What you will do
Would you retype, word for word, the line with "pub struct SwaggerInfoModifier" and every line after it through the end of the records below?

Records for the task
use utoipa::openapi::security::{HttpAuthScheme, HttpBuilder, SecurityScheme};
use utoipa::{Modify, OpenApi};

use crate::features::admin::{dtos as admin_dtos, handlers as admin_handlers};
use crate::features::catalogs::{dtos as catalogs_dtos, handlers as catalogs_handlers};
use crate::features::resources::{
    dtos as resources_dtos, handlers::resource_handler, models as resources_models,
};
use crate::features::users::{dtos as users_dtos, handlers::profile_handler, models as users_models};
use crate::shared::types::{ApiResponse, Meta};

#[derive(OpenApi)]
#[openapi(
    paths(
        // Resources
        resource_handler::list_resources,
        resource_handler::upload_resource,
        resource_handler::list_my_resources,
        resource_handler::browse_resources,
        resource_handler::get_resource,
        resource_handler::ask_question,
        // Catalogs (public)
        catalogs_handlers::get_filters,
        // Users
        profile_handler::get_profile,
        profile_handler::update_profile,
        // Admin
        admin_handlers::list_resources,
        admin_handlers::review_resource,
        admin_handlers::retry_enrichment,
        admin_handlers::set_user_role,
        admin_handlers::add_university,
        admin_handlers::add_department,
        admin_handlers::add_subject,
    ),
    components(
        schemas(
            // Shared
            Meta,
            // Resources
            resources_models::ResourceStatus,
            resources_models::ReviewDecision,
            resources_models::FileType,
            resources_models::EnrichmentStatus,
            resources_dtos::UploadResourceDto,
            resources_dtos::ResourceDto,
            resources_dtos::AdminResourceDto,
            resources_dtos::ReviewResourceDto,
            resources_dtos::AskQuestionDto,
            resources_dtos::AnswerDto,
            ApiResponse<resources_dtos::ResourceDto>,
            ApiResponse<Vec<resources_dtos::ResourceDto>>,
            ApiResponse<resources_dtos::AnswerDto>,
            // Catalogs
            catalogs_dtos::CatalogFiltersDto,
            catalogs_dtos::AddCatalogValueDto,
            catalogs_dtos::AddSubjectDto,
            catalogs_dtos::CatalogAddResultDto,
            ApiResponse<catalogs_dtos::CatalogFiltersDto>,
            ApiResponse<catalogs_dtos::CatalogAddResultDto>,
            // Users
            users_models::UserRole,
            users_dtos::UserDto,
            users_dtos::UpdateProfileDto,
            ApiResponse<users_dtos::UserDto>,
            // Admin
            admin_dtos::SetRoleDto,
            ApiResponse<resources_dtos::AdminResourceDto>,
            ApiResponse<Vec<resources_dtos::AdminResourceDto>>,
        )
    ),
    tags(
        (name = "resources", description = "Shared academic resources"),
        (name = "catalogs", description = "Universities, departments, subjects and semesters (public)"),
        (name = "users", description = "User directory"),
        (name = "admin", description = "Review, enrichment, role and catalog management (admin only)"),
    ),
    modifiers(&SecurityAddon),
    info(
        title = "ScholarSage API",
        version = "0.1.0",
        description = "API documentation for ScholarSage",
    )
)]
pub struct ApiDoc;

/// Adds Bearer JWT security scheme to OpenAPI spec
struct SecurityAddon;

impl Modify for SecurityAddon {
    fn modify(&self, openapi: &mut utoipa::openapi::OpenApi) {
        if let Some(components) = openapi.components.as_mut() {
            components.add_security_scheme(
                "bearer_auth",
                SecurityScheme::Http(
                    HttpBuilder::new()
                        .scheme(HttpAuthScheme::Bearer)
                        .bearer_format("JWT")
                        .build(),
                ),
            );
        }
    }
}

/// Overrides OpenAPI info from config
pub struct SwaggerInfoModifier {
    pub title: String,
    pub version: String,
    pub description: String,
}

impl Modify for SwaggerInfoModifier {
    fn modify(&self, openapi: &mut utoipa::openapi::OpenApi) {
        openapi.info.title = self.title.clone();
        openapi.info.version = self.version.clone();
        openapi.info.description = Some(self.description.clone());
    }
}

Result of the task
pub struct SwaggerInfoModifier {
    pub title: String,
    pub version: String,
    pub description: String,
}

impl Modify for SwaggerInfoModifier {
    fn modify(&self, openapi: &mut utoipa::openapi::OpenApi) {
        openapi.info.title = self.title.clone();
        openapi.info.version = self.version.clone();
        openapi.info.description = Some(self.description.clone());
    }
}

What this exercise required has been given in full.